Spokesperson Dr Fin Breatnach, a retired paediatric oncologist, said moving the project is the only way to ensure the facility is easily accessible to children right around the country.

“We know that nine out of every ten children in this country live outside of the M50,” he said.

“It just seems utterly crazy to me that we are forcing 90% of the children to drive past the M50; to actually have to navigate it for many of them and drive right into the congested city centre.”

He said it is not too late to move the project – despite the huge amount of work that has already been undertaken.

“They have dug a big hole in the site at James’s and that can be used for car parking which they are very short of in James’s,” he said.

“If they could price the building of children’s hospital on a green field site which was large enough to accommodate a maternity hospital that was either built at the same time or subsequently – that would be enormously helpful I think.

“It would give us some idea of the costs of stopping the project now and moving to a new location.”

Wrong location

Deputy Donnelly said he believes that “at this stage” the project “probably does” have to go ahead at the St James’s site.

“Do I think it is in the right place? No I don’t,” he said.

“Would you start from here? No I don’t think you would.

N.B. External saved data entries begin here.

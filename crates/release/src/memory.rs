use std::collections::BTreeMap;
use std::sync::{Mutex, MutexGuard};

use chrono::{DateTime, Utc};
use mapkubeapis_core::ReleaseVersion;

use crate::{ReleaseStore, StoreError};

/// Store operation to fail on purpose.
#[derive(Debug, Clone, Copy, PartialEq, Eq)]
pub enum FailPoint {
    Last,
    Update,
    Create,
}

/// Calls made against a [`MemoryStore`].
#[derive(Debug, Clone, Copy, Default, PartialEq, Eq)]
pub struct OperationCounts {
    pub lasts: usize,
    pub updates: usize,
    pub creates: usize,
}

#[derive(Debug, Default)]
struct Inner {
    releases: BTreeMap<(String, u32), ReleaseVersion>,
    counts: OperationCounts,
    fail: Option<FailPoint>,
}

/// In-memory release store. Backs the `memory` driver and the tests.
#[derive(Debug, Default)]
pub struct MemoryStore {
    inner: Mutex<Inner>,
    clock: Option<DateTime<Utc>>,
}

impl MemoryStore {
    pub fn new() -> Self {
        Self::default()
    }

    /// Pin `now()` to a fixed instant.
    pub fn with_clock(mut self, now: DateTime<Utc>) -> Self {
        self.clock = Some(now);
        self
    }

    fn lock(&self) -> MutexGuard<'_, Inner> {
        match self.inner.lock() {
            Ok(g) => g,
            Err(poisoned) => poisoned.into_inner(),
        }
    }

    /// Insert a record directly, bypassing counters and failure injection.
    pub fn seed(&self, release: ReleaseVersion) {
        self.lock().releases.insert((release.name.clone(), release.version), release);
    }

    pub fn get(&self, name: &str, version: u32) -> Option<ReleaseVersion> {
        self.lock().releases.get(&(name.to_string(), version)).cloned()
    }

    pub fn history(&self, name: &str) -> Vec<ReleaseVersion> {
        self.lock().releases.values().filter(|r| r.name == name).cloned().collect()
    }

    pub fn counts(&self) -> OperationCounts {
        self.lock().counts
    }

    pub fn fail_on(&self, point: FailPoint) {
        self.lock().fail = Some(point);
    }

    pub fn clear_failure(&self) {
        self.lock().fail = None;
    }
}

fn injected(point: FailPoint) -> StoreError {
    StoreError::Backend(format!("injected {:?} failure", point).into())
}

#[async_trait::async_trait]
impl ReleaseStore for MemoryStore {
    async fn last(&self, name: &str) -> Result<ReleaseVersion, StoreError> {
        let mut inner = self.lock();
        inner.counts.lasts += 1;
        if inner.fail == Some(FailPoint::Last) {
            return Err(injected(FailPoint::Last));
        }
        inner
            .releases
            .values()
            .filter(|r| r.name == name)
            .max_by_key(|r| r.version)
            .cloned()
            .ok_or_else(|| StoreError::NotFound { name: name.to_string() })
    }

    async fn update(&self, release: &ReleaseVersion) -> Result<(), StoreError> {
        let mut inner = self.lock();
        inner.counts.updates += 1;
        if inner.fail == Some(FailPoint::Update) {
            return Err(injected(FailPoint::Update));
        }
        match inner.releases.get_mut(&(release.name.clone(), release.version)) {
            Some(slot) => {
                *slot = release.clone();
                Ok(())
            }
            None => Err(StoreError::NotFound { name: release.version_name() }),
        }
    }

    async fn create(&self, release: &ReleaseVersion) -> Result<(), StoreError> {
        let mut inner = self.lock();
        inner.counts.creates += 1;
        if inner.fail == Some(FailPoint::Create) {
            return Err(injected(FailPoint::Create));
        }
        let key = (release.name.clone(), release.version);
        if inner.releases.contains_key(&key) {
            return Err(StoreError::AlreadyExists { version_name: release.version_name() });
        }
        inner.releases.insert(key, release.clone());
        Ok(())
    }

    fn now(&self) -> DateTime<Utc> {
        self.clock.unwrap_or_else(Utc::now)
    }
}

“They are trying to squeeze this in on a six acre site. We will see what PwC says but I have no doubt that trying to squeeze it in is part of what is leading to these ridiculous costs.

“I am not excusing it but it is probably one of the factors that has made the costs go up.”

He noted that there were 90 acres available at the site of Connolly Hospital in Blanchardstown and said he would like PwC to examine what the costs of moving the hospital now might be.

“Now I imagine it would conclude and say at this point you have to go ahead where you are,” he said.

“We have got to focus on keeping these costs down.”